Starting from the first line below, count the lines carrying the string "FactsResult" and answer with the count by itself.
━━━━━━━━━━━━━━━━━━━━━━━━━━━━━━
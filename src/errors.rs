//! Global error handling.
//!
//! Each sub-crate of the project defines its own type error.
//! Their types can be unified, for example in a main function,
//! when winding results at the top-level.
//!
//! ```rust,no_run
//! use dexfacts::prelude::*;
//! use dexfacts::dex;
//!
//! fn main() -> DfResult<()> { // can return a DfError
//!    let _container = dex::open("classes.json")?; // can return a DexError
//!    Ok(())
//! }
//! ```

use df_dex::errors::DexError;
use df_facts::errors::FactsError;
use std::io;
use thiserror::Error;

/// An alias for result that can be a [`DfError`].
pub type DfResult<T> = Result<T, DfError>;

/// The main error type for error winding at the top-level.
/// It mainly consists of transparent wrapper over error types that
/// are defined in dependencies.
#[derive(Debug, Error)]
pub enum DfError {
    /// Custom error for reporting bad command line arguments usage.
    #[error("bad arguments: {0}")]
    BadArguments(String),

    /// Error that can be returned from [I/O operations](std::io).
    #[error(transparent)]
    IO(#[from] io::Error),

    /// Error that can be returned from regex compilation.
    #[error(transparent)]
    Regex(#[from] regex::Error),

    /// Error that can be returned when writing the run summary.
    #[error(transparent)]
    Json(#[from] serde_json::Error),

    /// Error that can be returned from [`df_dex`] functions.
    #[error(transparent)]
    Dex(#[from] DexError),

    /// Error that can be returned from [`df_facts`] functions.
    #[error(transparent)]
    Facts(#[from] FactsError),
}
━━━━━━━━━━━━━━━━━━━━━━━━━━━━━━
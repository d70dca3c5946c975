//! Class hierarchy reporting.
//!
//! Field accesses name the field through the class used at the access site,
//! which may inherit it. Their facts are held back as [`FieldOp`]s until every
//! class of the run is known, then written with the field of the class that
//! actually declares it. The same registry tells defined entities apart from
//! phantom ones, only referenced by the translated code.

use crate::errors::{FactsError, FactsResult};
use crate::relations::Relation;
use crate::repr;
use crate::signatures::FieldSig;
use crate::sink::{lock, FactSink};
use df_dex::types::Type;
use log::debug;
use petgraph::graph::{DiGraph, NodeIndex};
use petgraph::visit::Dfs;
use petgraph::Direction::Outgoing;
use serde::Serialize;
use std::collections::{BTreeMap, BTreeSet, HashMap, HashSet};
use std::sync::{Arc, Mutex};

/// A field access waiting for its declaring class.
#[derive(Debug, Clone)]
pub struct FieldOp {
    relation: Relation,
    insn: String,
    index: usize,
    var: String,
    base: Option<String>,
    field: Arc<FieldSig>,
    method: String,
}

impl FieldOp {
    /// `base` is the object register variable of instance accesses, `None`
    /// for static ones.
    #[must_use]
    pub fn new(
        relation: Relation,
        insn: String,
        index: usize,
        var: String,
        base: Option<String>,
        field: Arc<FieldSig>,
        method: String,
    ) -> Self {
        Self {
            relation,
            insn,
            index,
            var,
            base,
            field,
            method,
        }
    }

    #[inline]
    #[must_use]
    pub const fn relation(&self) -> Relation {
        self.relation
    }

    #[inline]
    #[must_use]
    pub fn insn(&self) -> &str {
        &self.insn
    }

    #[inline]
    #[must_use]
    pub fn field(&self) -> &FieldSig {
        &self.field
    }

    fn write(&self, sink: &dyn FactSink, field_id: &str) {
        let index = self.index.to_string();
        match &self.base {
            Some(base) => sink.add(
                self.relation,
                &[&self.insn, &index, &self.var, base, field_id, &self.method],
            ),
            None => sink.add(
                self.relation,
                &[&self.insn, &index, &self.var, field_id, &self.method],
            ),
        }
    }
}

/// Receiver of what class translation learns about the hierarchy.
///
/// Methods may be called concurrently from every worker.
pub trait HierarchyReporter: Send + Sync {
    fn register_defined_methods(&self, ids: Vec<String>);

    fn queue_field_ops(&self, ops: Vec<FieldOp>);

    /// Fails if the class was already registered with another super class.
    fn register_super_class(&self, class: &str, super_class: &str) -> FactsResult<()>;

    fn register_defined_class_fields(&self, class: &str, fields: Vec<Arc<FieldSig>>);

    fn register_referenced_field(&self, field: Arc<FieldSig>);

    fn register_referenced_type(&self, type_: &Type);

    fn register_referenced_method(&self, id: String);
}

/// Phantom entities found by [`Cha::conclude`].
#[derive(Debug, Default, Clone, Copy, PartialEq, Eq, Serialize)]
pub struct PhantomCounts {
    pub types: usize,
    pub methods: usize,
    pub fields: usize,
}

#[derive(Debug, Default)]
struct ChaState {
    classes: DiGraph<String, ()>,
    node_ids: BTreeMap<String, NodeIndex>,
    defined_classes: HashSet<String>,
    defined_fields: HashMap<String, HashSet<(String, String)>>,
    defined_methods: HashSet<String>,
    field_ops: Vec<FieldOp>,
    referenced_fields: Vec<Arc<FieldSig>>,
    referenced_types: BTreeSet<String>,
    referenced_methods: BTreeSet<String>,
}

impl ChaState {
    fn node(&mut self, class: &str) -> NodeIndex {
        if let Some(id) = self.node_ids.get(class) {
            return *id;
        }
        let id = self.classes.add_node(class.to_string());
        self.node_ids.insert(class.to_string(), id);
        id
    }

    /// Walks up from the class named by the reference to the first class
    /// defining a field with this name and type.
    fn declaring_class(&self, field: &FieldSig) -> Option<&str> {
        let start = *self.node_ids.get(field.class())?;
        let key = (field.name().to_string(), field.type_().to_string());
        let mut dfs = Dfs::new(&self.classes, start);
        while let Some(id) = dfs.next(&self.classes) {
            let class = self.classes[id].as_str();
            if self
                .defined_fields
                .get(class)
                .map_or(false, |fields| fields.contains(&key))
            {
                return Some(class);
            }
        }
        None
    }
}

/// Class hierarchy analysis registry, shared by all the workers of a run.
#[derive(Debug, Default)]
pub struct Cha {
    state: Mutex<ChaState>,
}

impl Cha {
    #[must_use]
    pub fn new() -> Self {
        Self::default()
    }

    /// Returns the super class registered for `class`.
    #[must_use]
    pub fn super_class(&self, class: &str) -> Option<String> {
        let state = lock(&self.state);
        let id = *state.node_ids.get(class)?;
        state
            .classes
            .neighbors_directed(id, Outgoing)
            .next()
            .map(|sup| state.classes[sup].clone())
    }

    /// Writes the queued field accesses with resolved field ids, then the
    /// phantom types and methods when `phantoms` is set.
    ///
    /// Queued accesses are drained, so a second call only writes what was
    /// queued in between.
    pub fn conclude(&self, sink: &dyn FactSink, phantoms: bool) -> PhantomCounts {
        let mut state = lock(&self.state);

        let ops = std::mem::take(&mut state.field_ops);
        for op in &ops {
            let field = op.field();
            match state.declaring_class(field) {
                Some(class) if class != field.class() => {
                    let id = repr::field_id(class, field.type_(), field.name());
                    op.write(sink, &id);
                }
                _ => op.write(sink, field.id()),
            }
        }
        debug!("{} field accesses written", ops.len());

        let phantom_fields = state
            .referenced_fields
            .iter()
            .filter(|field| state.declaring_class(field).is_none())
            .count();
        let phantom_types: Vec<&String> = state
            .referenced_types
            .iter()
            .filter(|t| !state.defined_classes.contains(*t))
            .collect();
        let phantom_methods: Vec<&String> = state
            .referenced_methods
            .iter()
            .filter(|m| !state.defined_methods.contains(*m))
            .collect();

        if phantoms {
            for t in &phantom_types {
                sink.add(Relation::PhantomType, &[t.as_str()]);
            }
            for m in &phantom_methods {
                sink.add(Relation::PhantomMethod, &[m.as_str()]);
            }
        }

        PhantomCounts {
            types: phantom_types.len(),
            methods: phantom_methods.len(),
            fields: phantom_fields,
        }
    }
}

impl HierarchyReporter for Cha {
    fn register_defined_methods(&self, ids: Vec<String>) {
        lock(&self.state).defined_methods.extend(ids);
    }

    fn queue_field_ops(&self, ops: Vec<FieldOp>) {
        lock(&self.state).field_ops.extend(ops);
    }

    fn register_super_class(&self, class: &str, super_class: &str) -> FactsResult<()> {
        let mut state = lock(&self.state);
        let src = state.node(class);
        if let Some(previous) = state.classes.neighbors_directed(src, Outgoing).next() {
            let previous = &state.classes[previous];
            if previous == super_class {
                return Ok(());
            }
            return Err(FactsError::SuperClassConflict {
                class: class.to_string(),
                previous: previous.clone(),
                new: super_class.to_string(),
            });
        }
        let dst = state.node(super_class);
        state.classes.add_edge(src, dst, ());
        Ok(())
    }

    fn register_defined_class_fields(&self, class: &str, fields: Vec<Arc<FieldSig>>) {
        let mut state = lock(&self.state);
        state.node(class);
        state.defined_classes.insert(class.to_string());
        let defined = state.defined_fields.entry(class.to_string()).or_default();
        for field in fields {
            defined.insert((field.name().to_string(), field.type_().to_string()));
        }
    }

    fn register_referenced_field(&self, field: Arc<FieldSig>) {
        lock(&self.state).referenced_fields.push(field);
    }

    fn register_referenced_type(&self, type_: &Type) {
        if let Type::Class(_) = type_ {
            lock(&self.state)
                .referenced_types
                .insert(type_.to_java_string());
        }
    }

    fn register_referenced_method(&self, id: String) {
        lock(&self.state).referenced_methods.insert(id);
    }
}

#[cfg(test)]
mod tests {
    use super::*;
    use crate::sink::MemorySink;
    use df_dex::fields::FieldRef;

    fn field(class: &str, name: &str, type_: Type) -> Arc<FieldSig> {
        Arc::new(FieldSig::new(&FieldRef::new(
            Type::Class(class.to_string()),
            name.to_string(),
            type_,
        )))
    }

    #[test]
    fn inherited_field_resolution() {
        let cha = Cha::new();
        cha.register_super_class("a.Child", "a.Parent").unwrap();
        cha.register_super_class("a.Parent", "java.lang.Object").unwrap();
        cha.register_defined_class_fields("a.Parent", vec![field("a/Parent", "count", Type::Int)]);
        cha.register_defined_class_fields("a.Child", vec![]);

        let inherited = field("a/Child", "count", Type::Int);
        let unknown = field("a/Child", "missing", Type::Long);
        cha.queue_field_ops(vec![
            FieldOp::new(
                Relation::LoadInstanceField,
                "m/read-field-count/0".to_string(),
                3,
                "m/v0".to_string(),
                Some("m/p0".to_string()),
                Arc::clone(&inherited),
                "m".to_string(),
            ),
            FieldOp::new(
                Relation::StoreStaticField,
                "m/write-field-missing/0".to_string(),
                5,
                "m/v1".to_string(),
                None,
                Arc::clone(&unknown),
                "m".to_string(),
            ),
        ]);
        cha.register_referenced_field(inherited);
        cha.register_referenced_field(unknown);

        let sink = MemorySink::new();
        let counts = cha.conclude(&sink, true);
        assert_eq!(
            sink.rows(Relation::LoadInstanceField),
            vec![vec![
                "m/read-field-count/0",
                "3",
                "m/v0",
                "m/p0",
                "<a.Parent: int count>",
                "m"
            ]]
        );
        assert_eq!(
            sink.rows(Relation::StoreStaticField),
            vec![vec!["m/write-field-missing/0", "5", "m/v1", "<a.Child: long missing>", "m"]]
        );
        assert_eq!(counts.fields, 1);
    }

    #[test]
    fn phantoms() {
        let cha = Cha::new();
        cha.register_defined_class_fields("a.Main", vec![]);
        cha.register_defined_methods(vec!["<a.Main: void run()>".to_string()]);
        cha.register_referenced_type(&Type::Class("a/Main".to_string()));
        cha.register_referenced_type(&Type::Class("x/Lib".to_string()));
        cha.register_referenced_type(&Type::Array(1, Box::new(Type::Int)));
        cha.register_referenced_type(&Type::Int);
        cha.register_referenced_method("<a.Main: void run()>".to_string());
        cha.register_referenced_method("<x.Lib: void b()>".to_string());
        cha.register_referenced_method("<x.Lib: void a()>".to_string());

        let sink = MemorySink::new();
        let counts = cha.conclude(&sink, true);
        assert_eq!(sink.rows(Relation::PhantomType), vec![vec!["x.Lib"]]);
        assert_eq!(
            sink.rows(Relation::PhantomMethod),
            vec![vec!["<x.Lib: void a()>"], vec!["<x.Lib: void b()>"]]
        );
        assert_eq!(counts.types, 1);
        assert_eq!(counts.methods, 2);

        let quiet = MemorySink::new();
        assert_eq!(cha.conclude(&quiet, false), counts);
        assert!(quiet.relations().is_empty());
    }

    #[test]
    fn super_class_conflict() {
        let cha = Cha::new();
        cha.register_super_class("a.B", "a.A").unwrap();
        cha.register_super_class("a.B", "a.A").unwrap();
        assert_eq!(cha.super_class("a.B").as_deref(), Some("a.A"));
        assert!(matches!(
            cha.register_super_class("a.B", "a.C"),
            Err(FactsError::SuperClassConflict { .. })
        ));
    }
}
━━━━━━━━━━━━━━━━━━━━━━━━━━━━━━
Result of this exercise
3